Il vescovo invita tutti a partecipare al processo di cambiamento , per una programmazione dal basso , direttamente dal territorio . “Non possiamo pensar – afferma – e che i nostri problemi possano essere risolti da politici esterni. Certo qualche buon commissario aiuta a risolvere certi problemi. Ma non ci si può cullare. Sono convinto che nella nostra terra una maggiore coscienza cooperativistica possa essere di grande beneficio”.

L’intervista a monsigmor Oliva è inserita nella pagina di “approfondimento” sulla nascita dell’”Unione dei comuni della Valle del Torbido”, a cura dell’ex Capo Redattore Rai Domenico Logozzo. A questo proposito il vescovo ha detto: “Sono convinto che di fronte ai problemi del territorio occorre fare rete, oserei dire “fare partito”, creare convergenze, unirsi tra comuni e per aree d’interesse. I campanilismi non portano sviluppo”. La politica del fare, partendo dai servizi indispensabili, vitali.

“Più che perdersi sui massimi sistemi- sottolinea il vescovo di Locri-, il buon politico affronta i disagi di un territorio in cui difettano i servizi più essenziali. Se manca l’acqua nelle case, è inutile pensare a grandi progetti. Altrove si parla di alta velocità, qui ci si deve contentare se ancora transita l’antica “littorina”, o non chiude l’ufficio postale o rimangono aperte le scuole”.

A proposito della mancata presentazione delle liste elettorali, con il clamoroso caso di Platì e tutte le conseguenti polemiche , il vescovo afferma: “Ha molto sorpreso il fatto che in qualche paese non si è riusciti a formare neanche “una lista” in tempo elettorale. È vero: il fenomeno è segno di allontanamento della gente dalla politica e persino di sfiducia in essa, ma è non meno segno preoccupante di disinteresse alla cosa pubblica. Va recuperata la consapevolezza che si può governare mettendo da parte ogni tornaconto personale, che affrontare i problemi comuni ed impegnarsi in tal senso è nobile”.

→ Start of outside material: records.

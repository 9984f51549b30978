use serde::{Deserialize, Serialize};

use crate::rubric::Rubric;

pub const MAX_TEAMS: usize = 10;

/// Opaque team identifier. Fresh for every created team, never reused after
/// deletion.
#[derive(Debug, Clone, Copy, PartialEq, Eq, Hash, Serialize, Deserialize)]
pub struct TeamId(u64);

#[derive(Debug, Clone, PartialEq, Serialize, Deserialize)]
pub struct Team {
    pub id: TeamId,
    pub name: String,
    scores: Vec<Vec<u32>>,
}

impl Team {
    fn blank(id: TeamId, name: String, rubric: &Rubric) -> Self {
        let scores = rubric
            .criteria()
            .iter()
            .map(|criterion| vec![0; criterion.subcriteria.len()])
            .collect();
        Self { id, name, scores }
    }

    /// Dense score grid shaped like the rubric: outer index is the criterion
    /// position, inner index the sub-criterion position. Every cell exists
    /// from creation.
    pub fn scores(&self) -> &[Vec<u32>] {
        &self.scores
    }
}

/// Snapshot value object of the whole in-memory state, suitable for
/// serialization by a host application.
#[derive(Debug, Clone, PartialEq, Serialize, Deserialize)]
pub struct Session {
    pub teams: Vec<Team>,
    pub selected: Option<TeamId>,
}

/// Owns the session and provides its only mutation surface. Invalid input is
/// guarded at this boundary (capacity check, range clamp, unknown-reference
/// no-ops) rather than reported.
pub struct SessionStore {
    rubric: Rubric,
    session: Session,
    next_id: u64,
}

impl SessionStore {
    /// Starts with one auto-created, selected team.
    pub fn new(rubric: Rubric) -> Self {
        let mut store = Self {
            rubric,
            session: Session {
                teams: Vec::new(),
                selected: None,
            },
            next_id: 0,
        };
        let _ = store.add_team();
        store
    }

    pub fn rubric(&self) -> &Rubric {
        &self.rubric
    }

    pub fn session(&self) -> &Session {
        &self.session
    }

    pub fn teams(&self) -> &[Team] {
        &self.session.teams
    }

    pub fn team(&self, id: TeamId) -> Option<&Team> {
        self.session.teams.iter().find(|t| t.id == id)
    }

    pub fn selected_id(&self) -> Option<TeamId> {
        self.session.selected
    }

    pub fn selected_team(&self) -> Option<&Team> {
        self.session.selected.and_then(|id| self.team(id))
    }

    /// Appends a fully-initialized team (all cells zero) and selects it.
    /// Silently rejected once the roster holds `MAX_TEAMS` teams; callers are
    /// expected to disable the affordance instead of handling an error.
    pub fn add_team(&mut self) -> Option<TeamId> {
        if self.session.teams.len() >= MAX_TEAMS {
            return None;
        }
        let id = TeamId(self.next_id);
        self.next_id += 1;
        let name = format!("Team {}", self.session.teams.len() + 1);
        self.session.teams.push(Team::blank(id, name, &self.rubric));
        self.session.selected = Some(id);
        Some(id)
    }

    /// Removes the team if it exists. When the removed team was selected, the
    /// selection moves to the first remaining team in list order, or clears.
    pub fn remove_team(&mut self, id: TeamId) {
        let before = self.session.teams.len();
        self.session.teams.retain(|t| t.id != id);
        if self.session.teams.len() == before {
            return;
        }
        if self.session.selected == Some(id) {
            self.session.selected = self.session.teams.first().map(|t| t.id);
        }
    }

    /// Any string is accepted, including empty; names are display-only and
    /// need not be unique.
    pub fn rename_team(&mut self, id: TeamId, name: &str) {
        if let Some(team) = self.team_mut(id) {
            team.name = name.to_string();
        }
    }

    pub fn select_team(&mut self, id: TeamId) {
        if self.team(id).is_some() {
            self.session.selected = Some(id);
        }
    }

    /// Writes exactly one cell, clamped to the sub-criterion maximum. The
    /// input widget already emits in-range values; the clamp here does not
    /// assume that. Unknown team or cell names are ignored.
    pub fn set_score(&mut self, id: TeamId, criterion: &str, subcriterion: &str, value: u32) {
        let Some(ci) = self.rubric.criterion_index(criterion) else {
            return;
        };
        let Some(si) = self.rubric.subcriterion_index(ci, subcriterion) else {
            return;
        };
        let max = self.rubric.criteria()[ci].subcriteria[si].max_points;
        if let Some(team) = self.team_mut(id) {
            team.scores[ci][si] = value.min(max);
        }
    }

    pub fn score(&self, id: TeamId, criterion: &str, subcriterion: &str) -> u32 {
        let Some(ci) = self.rubric.criterion_index(criterion) else {
            return 0;
        };
        let Some(si) = self.rubric.subcriterion_index(ci, subcriterion) else {
            return 0;
        };
        self.team(id).map(|t| t.scores[ci][si]).unwrap_or(0)
    }

    /// Sum of the sub-criterion scores under one criterion. Zero for an
    /// unknown team or criterion.
    pub fn criterion_score(&self, id: TeamId, criterion: &str) -> u32 {
        let Some(ci) = self.rubric.criterion_index(criterion) else {
            return 0;
        };
        self.team(id)
            .map(|t| t.scores[ci].iter().sum())
            .unwrap_or(0)
    }

    /// Sum of every cell of the team, recomputed from current state on each
    /// call.
    pub fn total_score(&self, id: TeamId) -> u32 {
        self.team(id)
            .map(|t| t.scores.iter().flatten().sum())
            .unwrap_or(0)
    }

    fn team_mut(&mut self, id: TeamId) -> Option<&mut Team> {
        self.session.teams.iter_mut().find(|t| t.id == id)
    }
}
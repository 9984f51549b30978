use crate::controller::Controller;
use crate::state::AppState;
use crate::widgets;
use eframe::egui;
use judging_core::{MAX_TEAMS, Rubric, SessionStore, TeamId};

pub struct JudgeApp {
    store: SessionStore,
    state: AppState,
}

impl JudgeApp {
    pub fn new(_cc: &eframe::CreationContext<'_>) -> Self {
        Self {
            store: SessionStore::new(Rubric::hackathon()),
            state: AppState::default(),
        }
    }

    fn render_roster(&mut self, ui: &mut egui::Ui) {
        ui.add_space(10.0);
        ui.horizontal(|ui| {
            ui.heading("Teams");
            ui.with_layout(egui::Layout::right_to_left(egui::Align::Center), |ui| {
                let at_capacity = self.store.teams().len() >= MAX_TEAMS;
                if ui
                    .add_enabled(!at_capacity, egui::Button::new("➕ Add Team"))
                    .clicked()
                {
                    Controller::add_team(&mut self.store);
                }
            });
        });
        ui.separator();

        let selected = self.store.selected_id();
        let entries: Vec<(TeamId, String)> = self
            .store
            .teams()
            .iter()
            .map(|team| (team.id, team.name.clone()))
            .collect();

        for (id, name) in entries {
            let total = self.store.total_score(id);
            let is_selected = selected == Some(id);

            ui.add_space(4.0);
            ui.group(|ui| {
                ui.set_min_width(ui.available_width());
                ui.horizontal(|ui| {
                    let mut edited = name.clone();
                    let resp = ui.add(
                        egui::TextEdit::singleline(&mut edited)
                            .hint_text("Enter team name")
                            .desired_width(130.0),
                    );
                    if resp.changed() {
                        Controller::rename_team(&mut self.store, id, &edited);
                    }
                    ui.with_layout(egui::Layout::right_to_left(egui::Align::Center), |ui| {
                        ui.label(egui::RichText::new(total.to_string()).strong());
                    });
                });
                ui.horizontal(|ui| {
                    if ui.selectable_label(is_selected, "⭐ Judge").clicked() {
                        Controller::select_team(&mut self.store, id);
                    }
                    ui.with_layout(egui::Layout::right_to_left(egui::Align::Center), |ui| {
                        if ui.button("🗑 Remove").clicked() {
                            Controller::remove_team(&mut self.store, id);
                        }
                    });
                });
            });
        }
    }

    fn render_detail(&mut self, ui: &mut egui::Ui) {
        let Some(team) = self.store.selected_team() else {
            ui.add_space(20.0);
            ui.weak("Add a team to start scoring.");
            return;
        };
        let team_id = team.id;
        let team_name = team.name.clone();
        let criteria = self.store.rubric().criteria().to_vec();
        let grand_max = self.store.rubric().grand_max();
        let total = self.store.total_score(team_id);

        ui.add_space(6.0);
        ui.horizontal(|ui| {
            ui.heading(format!("Project Score: {team_name}"));
            ui.with_layout(egui::Layout::right_to_left(egui::Align::Center), |ui| {
                ui.label(egui::RichText::new(format!("/ {grand_max}")).size(16.0));
                ui.label(egui::RichText::new(total.to_string()).strong().size(26.0));
                ui.label(egui::RichText::new("🏆").size(22.0));
            });
        });

        for criterion in &criteria {
            let subtotal = self.store.criterion_score(team_id, &criterion.name);
            ui.add_space(12.0);
            ui.label(
                egui::RichText::new(format!(
                    "{} ({} / {} points)",
                    criterion.name, subtotal, criterion.max_points
                ))
                .strong()
                .size(15.0),
            );
            ui.separator();

            for subcriterion in &criterion.subcriteria {
                let value = self
                    .store
                    .score(team_id, &criterion.name, &subcriterion.name);
                let output =
                    widgets::score_slider(ui, &subcriterion.name, subcriterion.max_points, value);
                if output.drag_started {
                    Controller::begin_drag(&mut self.state);
                }
                if let Some(new_value) = output.value {
                    Controller::set_score(
                        &mut self.store,
                        team_id,
                        &criterion.name,
                        &subcriterion.name,
                        new_value,
                    );
                }
                if output.drag_stopped {
                    Controller::end_drag(&mut self.state);
                }
                ui.add_space(6.0);
            }
        }
    }
}

impl eframe::App for JudgeApp {
    fn update(&mut self, ctx: &egui::Context, _frame: &mut eframe::Frame) {
        egui::TopBottomPanel::top("top_panel").show(ctx, |ui| {
            ui.vertical_centered(|ui| {
                ui.add_space(6.0);
                ui.heading("Metaverse Pharmacy Hackathon");
                ui.label("Judging Panel");
                ui.add_space(6.0);
            });
        });

        egui::TopBottomPanel::bottom("status_bar").show(ctx, |ui| {
            ui.horizontal(|ui| {
                ui.small(format!("Teams: {}/{}", self.store.teams().len(), MAX_TEAMS));
                ui.separator();
                ui.small(format!(
                    "Input: {:?}",
                    self.state.slider_machine.current_state()
                ));
                ui.with_layout(egui::Layout::right_to_left(egui::Align::Center), |ui| {
                    ui.small("© 2024 Metaverse Pharmacy Hackathon");
                });
            });
        });

        egui::SidePanel::left("roster_panel")
            .resizable(false)
            .default_width(240.0)
            .show(ctx, |ui| {
                egui::ScrollArea::vertical().show(ui, |ui| {
                    self.render_roster(ui);
                });
            });

        egui::CentralPanel::default().show(ctx, |ui| {
            egui::ScrollArea::vertical().show(ui, |ui| {
                self.render_detail(ui);
            });
        });
    }
}
pub mod rubric;
pub mod session;

pub use rubric::{Criterion, Rubric, Subcriterion};
pub use session::{MAX_TEAMS, Session, SessionStore, Team, TeamId};
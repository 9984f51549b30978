/// Interaction state of the score input control: either displaying the bound
/// value or emitting intermediate values while the user drags.
#[derive(Debug, Clone, Copy, PartialEq, Eq)]
pub enum SliderState {
    Idle,
    Dragging,
}

#[derive(Debug, Clone, Copy, PartialEq, Eq)]
pub enum SliderEvent {
    DragStart,
    DragEnd,
}

#[derive(Debug, Clone)]
pub struct TransitionResult {
    pub next_state: SliderState,
    pub applied: bool,
}

#[derive(Debug, Clone)]
pub struct SliderStateMachine {
    state: SliderState,
}

impl Default for SliderStateMachine {
    fn default() -> Self {
        Self {
            state: SliderState::Idle,
        }
    }
}

impl SliderStateMachine {
    pub fn current_state(&self) -> SliderState {
        self.state
    }

    pub fn dispatch(&mut self, event: SliderEvent) -> TransitionResult {
        let current = self.state;
        let (next, applied) = match (current, event) {
            (SliderState::Idle, SliderEvent::DragStart) => (SliderState::Dragging, true),
            (SliderState::Dragging, SliderEvent::DragEnd) => (SliderState::Idle, true),
            _ => (current, false),
        };
        if applied {
            self.state = next;
        }
        TransitionResult {
            next_state: self.state,
            applied,
        }
    }
}

#[derive(Default)]
pub struct AppState {
    pub slider_machine: SliderStateMachine,
}

#[cfg(test)]
mod tests {
    use super::{SliderEvent, SliderState, SliderStateMachine};

    #[test]
    fn drag_cycle_is_deterministic_and_resumable() {
        let mut sm = SliderStateMachine::default();
        assert_eq!(sm.current_state(), SliderState::Idle);

        assert!(sm.dispatch(SliderEvent::DragStart).applied);
        assert_eq!(sm.current_state(), SliderState::Dragging);

        assert!(sm.dispatch(SliderEvent::DragEnd).applied);
        assert_eq!(sm.current_state(), SliderState::Idle);

        // No terminal state: a new drag can always begin.
        assert!(sm.dispatch(SliderEvent::DragStart).applied);
        assert_eq!(sm.current_state(), SliderState::Dragging);
    }

    #[test]
    fn invalid_transition_is_rejected_without_state_change() {
        let mut sm = SliderStateMachine::default();
        let result = sm.dispatch(SliderEvent::DragEnd);
        assert!(!result.applied);
        assert_eq!(sm.current_state(), SliderState::Idle);

        sm.dispatch(SliderEvent::DragStart);
        let result = sm.dispatch(SliderEvent::DragStart);
        assert!(!result.applied);
        assert_eq!(sm.current_state(), SliderState::Dragging);
    }
}
use judging_core::{Rubric, SessionStore};
use proptest::prelude::*;

// One write to an arbitrary cell of the hackathon rubric (5 criteria of 3
// sub-criteria each) with an arbitrary, possibly out-of-range value.
fn writes() -> impl Strategy<Value = Vec<(usize, usize, u32)>> {
    proptest::collection::vec((0..5usize, 0..3usize, any::<u32>()), 0..64)
}

fn apply(store: &mut SessionStore, ops: &[(usize, usize, u32)]) {
    let id = store.selected_id().unwrap();
    let rubric = store.rubric().clone();
    for &(ci, si, value) in ops {
        let criterion = &rubric.criteria()[ci];
        let subcriterion = &criterion.subcriteria[si];
        store.set_score(id, &criterion.name, &subcriterion.name, value);
    }
}

proptest! {
    #[test]
    fn every_cell_stays_within_its_bound(ops in writes()) {
        let mut store = SessionStore::new(Rubric::hackathon());
        apply(&mut store, &ops);

        let team = store.selected_team().unwrap();
        for (criterion, row) in store.rubric().criteria().iter().zip(team.scores()) {
            for (subcriterion, &value) in criterion.subcriteria.iter().zip(row) {
                prop_assert!(value <= subcriterion.max_points);
            }
        }
    }

    #[test]
    fn total_equals_criterion_sums_and_cell_sum(ops in writes()) {
        let mut store = SessionStore::new(Rubric::hackathon());
        apply(&mut store, &ops);
        let id = store.selected_id().unwrap();

        let by_criterion: u32 = store
            .rubric()
            .criteria()
            .iter()
            .map(|c| store.criterion_score(id, &c.name))
            .sum();
        let by_cell: u32 = store
            .team(id)
            .unwrap()
            .scores()
            .iter()
            .flatten()
            .sum();

        prop_assert_eq!(store.total_score(id), by_criterion);
        prop_assert_eq!(store.total_score(id), by_cell);
        prop_assert!(store.total_score(id) <= store.rubric().grand_max());
    }

    #[test]
    fn writes_leave_other_teams_untouched(ops in writes()) {
        let mut store = SessionStore::new(Rubric::hackathon());
        let bystander = store.selected_id().unwrap();
        store.add_team().unwrap();
        apply(&mut store, &ops);

        prop_assert_eq!(store.total_score(bystander), 0);
    }
}
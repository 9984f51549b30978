mod app;
mod controller;
mod state;
mod widgets;

use anyhow::Result;
use app::JudgeApp;
use simplelog::{Config, LevelFilter, WriteLogger};
use std::fs::File;

fn main() -> Result<()> {
    let _ = WriteLogger::init(
        LevelFilter::Info,
        Config::default(),
        File::create("judge_gui.log")?,
    );

    let native_options = eframe::NativeOptions {
        viewport: egui::ViewportBuilder::default().with_inner_size([960.0, 720.0]),
        ..Default::default()
    };
    eframe::run_native(
        "Hackathon Judging Panel",
        native_options,
        Box::new(|cc| Ok(Box::new(JudgeApp::new(cc)))),
    )
    .map_err(|err| anyhow::anyhow!("{err}"))
}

Il vescovo si dice preoccupato per la mancanza di lavoro. “Sì – afferma – la grave disoccupazione, giovanile e non solo, è il grande problema della nostra terra. Non mi è sfuggita la povertà di una terra troppo esposta alle calamità naturali, spesso costretta a lasciare emigrare i propri figli in cerca di pane e lavoro. Tante cose mi hanno colpito favorevolmente. In particolare, l’affabilità e accoglienza della gente semplice, la vicinanza e preparazione dei sacerdoti, la bellezza del territorio, il grande patrimonio di arte e cultura presente nelle nostre chiese, la genuinità della pietà popolare, le diverse cooperative attivamente impegnate nel promuovere le risorse del territorio”.